§ **Exercise details**
Repeat exactly the lines from the start of the records below through the line that contains "#[serde(untagged)]", including both.

※ ※ ※

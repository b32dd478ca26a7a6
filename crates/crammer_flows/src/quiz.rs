//! Quiz question types.
//!
//! The closed union of quiz shapes the backend may produce, tagged by
//! `quizType`. The same declarations drive both sides of the contract:
//! the serde types decode validated payloads, and the schema
//! constructors instruct the backend and validate its response.

use crate::answers::answer_matches;
use crammer_schema::{Field, Schema};
use serde::{Deserialize, Serialize};

/// The answer key of a multiple-choice question: a single correct
/// option or several.
#[derive(Debug, Clone, PartialEq, Serialize, Deserialize)]
#[serde(untagged)]
pub enum AnswerKey {
    /// One correct option
    One(String),
    /// Several correct options
    Many(Vec<String>),
}

impl AnswerKey {
    /// Whether a submitted answer matches any correct option.
    pub fn accepts(&self, submitted: &str) -> bool {
        match self {
            AnswerKey::One(answer) => answer_matches(submitted, answer),
            AnswerKey::Many(answers) => answers
                .iter()
                .any(|answer| answer_matches(submitted, answer)),
        }
    }

    /// How many selections a fully correct response needs.
    pub fn expected_count(&self) -> usize {
        match self {
            AnswerKey::One(_) => 1,
            AnswerKey::Many(answers) => answers.len(),
        }
    }
}

/// One item/match pair of a matching quiz.
#[derive(Debug, Clone, PartialEq, Serialize, Deserialize)]
pub struct MatchingPair {
    /// Unique identifier, e.g. "item-1"
    pub id: String,
    /// The first half of the pair (term, formula, concept)
    pub item: String,
    /// The corresponding second half (definition, unit, explanation)
    #[serde(rename = "match")]
    pub counterpart: String,
}

/// A quiz question, discriminated by `quizType`.
///
/// The gaps variant accepts both discriminator spellings found in
/// stored content (`fill-in-the-blanks` and `fill-in-the-gaps`) and
/// emits the former.
#[derive(Debug, Clone, PartialEq, Serialize, Deserialize)]
#[serde(tag = "quizType")]
pub enum QuizQuestion {
    /// Select one (or several) of the given options.
    #[serde(rename = "multiple-choice")]
    MultipleChoice {
        /// The question text
        question: String,
        /// Candidate answers
        options: Vec<String>,
        /// The correct option(s)
        answer: AnswerKey,
    },

    /// Open-ended exam-style question marked against a model answer.
    #[serde(rename = "written-question")]
    Written {
        /// The question text
        question: String,
        /// Marks available
        marks: u8,
        /// A concise ideal answer for checking
        answer: String,
    },

    /// A sentence with a key term blanked out as "______".
    #[serde(rename = "fill-in-the-blanks", alias = "fill-in-the-gaps")]
    FillInTheBlanks {
        /// The gapped sentence
        sentence: String,
        /// The removed word
        answer: String,
    },

    /// Match each item to its counterpart.
    #[serde(rename = "matching-pairs")]
    MatchingPairs {
        /// The pairs to reconnect
        pairs: Vec<MatchingPair>,
    },
}

/// Schema of the multiple-choice variant, minus the discriminator.
pub fn multiple_choice_schema() -> Schema {
    Schema::object([
        Field::required("question", Schema::string()).describe("The multiple-choice question."),
        Field::required("options", Schema::array(Schema::string()))
            .describe("An array of possible answers."),
        Field::required(
            "answer",
            Schema::one_of([Schema::string(), Schema::array(Schema::string())]),
        )
        .describe("The correct answer, or an array of correct answers if there are multiple."),
    ])
}

/// Schema of the written-question variant with a mark ceiling.
pub fn written_question_schema(max_marks: i64) -> Schema {
    Schema::object([
        Field::required("question", Schema::string())
            .describe("The open-ended exam-style question."),
        Field::required("marks", Schema::integer_range(1, max_marks))
            .describe("The number of marks the question is worth."),
        Field::required("answer", Schema::string())
            .describe("A concise, ideal answer to the question that can be used for checking."),
    ])
}

/// Schema of the fill-in-the-blanks variant.
pub fn fill_in_the_blanks_schema() -> Schema {
    Schema::object([
        Field::required("sentence", Schema::string())
            .describe("A sentence with a key term replaced by \"______\" (six underscores)."),
        Field::required("answer", Schema::string())
            .describe("The word that was removed from the sentence."),
    ])
}

/// Schema of a single matching pair.
pub fn matching_pair_schema() -> Schema {
    Schema::object([
        Field::required("id", Schema::string())
            .describe("A unique identifier for the pair (e.g., \"item-1\")."),
        Field::required("item", Schema::string())
            .describe("The first part of the pair (e.g., a term, formula, or concept)."),
        Field::required("match", Schema::string()).describe(
            "The corresponding second part of the pair (e.g., a definition, unit, or explanation).",
        ),
    ])
}

/// Schema of the matching-pairs variant.
pub fn matching_pairs_schema() -> Schema {
    Schema::object([Field::required(
        "pairs",
        Schema::array(matching_pair_schema()),
    )])
}

/// The three-way quiz union used inside lessons.
pub fn lesson_quiz_schema(max_marks: i64) -> Schema {
    Schema::union("quizType", [
        ("multiple-choice", multiple_choice_schema()),
        ("written-question", written_question_schema(max_marks)),
        ("fill-in-the-blanks", fill_in_the_blanks_schema()),
    ])
}

/// The four-way quiz union used for practice papers.
pub fn practice_quiz_schema(max_marks: i64) -> Schema {
    Schema::union("quizType", [
        ("multiple-choice", multiple_choice_schema()),
        ("written-question", written_question_schema(max_marks)),
        ("fill-in-the-gaps", fill_in_the_blanks_schema()),
        ("matching-pairs", matching_pairs_schema()),
    ])
}

#[cfg(test)]
mod tests {
    use super::*;
    use serde_json::json;

    #[test]
    fn discriminator_selects_the_variant() {
        let question: QuizQuestion = serde_json::from_value(json!({
            "quizType": "written-question",
            "question": "Explain why the Berlin Wall was built.",
            "marks": 4,
            "answer": "To stop emigration from East to West Berlin."
        }))
        .unwrap();
        assert!(matches!(question, QuizQuestion::Written { marks: 4, .. }));
    }

    #[test]
    fn gaps_alias_decodes_to_blanks_variant() {
        let question: QuizQuestion = serde_json::from_value(json!({
            "quizType": "fill-in-the-gaps",
            "sentence": "Energy is transferred by ______.",
            "answer": "radiation"
        }))
        .unwrap();
        assert!(matches!(question, QuizQuestion::FillInTheBlanks { .. }));

        // Serialization emits the canonical spelling.
        let encoded = serde_json::to_value(&question).unwrap();
        assert_eq!(encoded["quizType"], "fill-in-the-blanks");
    }

    #[test]
    fn answer_key_accepts_single_and_multiple() {
        let single = AnswerKey::One("diffusion".to_string());
        assert!(single.accepts("Diffusion"));
        assert!(!single.accepts("osmosis"));

        let multiple: AnswerKey =
            serde_json::from_value(json!(["mitochondria", "ribosomes"])).unwrap();
        assert!(multiple.accepts("ribosome"));
        assert_eq!(multiple.expected_count(), 2);
    }

    #[test]
    fn matching_pair_uses_the_wire_field_name() {
        let pair: MatchingPair = serde_json::from_value(json!({
            "id": "item-1",
            "item": "Voltage",
            "match": "The potential difference across a component."
        }))
        .unwrap();
        assert_eq!(pair.counterpart, "The potential difference across a component.");
    }

    #[test]
    fn union_schema_validates_each_variant() {
        let schema = practice_quiz_schema(6);
        let gaps = json!({
            "quizType": "fill-in-the-gaps",
            "sentence": "Plants absorb ______ for photosynthesis.",
            "answer": "carbon dioxide"
        });
        assert!(schema.validate(&gaps).is_ok());

        let over_marked = json!({
            "quizType": "written-question",
            "question": "q",
            "marks": 7,
            "answer": "a"
        });
        assert!(schema.validate(&over_marked).is_err());
    }
}
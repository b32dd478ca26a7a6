//! Core data types for the Crammer generation library.
//!
//! This crate provides the foundation data types used across all
//! Crammer interfaces.

mod input;
mod message;
mod output;
mod request;
mod retry;
mod role;
mod tool;

pub use input::Input;
pub use message::{Message, MessageBuilder};
pub use output::{Output, ToolCall};
pub use request::{
    GenerateRequest, GenerateRequestBuilder, GenerateResponse, GenerationConfig, Modality,
};
pub use retry::RetryPolicy;
pub use role::Role;
pub use tool::ToolSpec;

※ ※ ※

§ **Answer to this task**
repository b32dd478ca26a7a6
filename crates/crammer_flows/src/quiz.rs
//! Quiz question types.
//!
//! The closed union of quiz shapes the backend may produce, tagged by
//! `quizType`. The same declarations drive both sides of the contract:
//! the serde types decode validated payloads, and the schema
//! constructors instruct the backend and validate its response.

use crate::answers::answer_matches;
use crammer_schema::{Field, Schema};
use serde::{Deserialize, Serialize};

/// The answer key of a multiple-choice question: a single correct
/// option or several.
#[derive(Debug, Clone, PartialEq, Serialize, Deserialize)]
#[serde(untagged)]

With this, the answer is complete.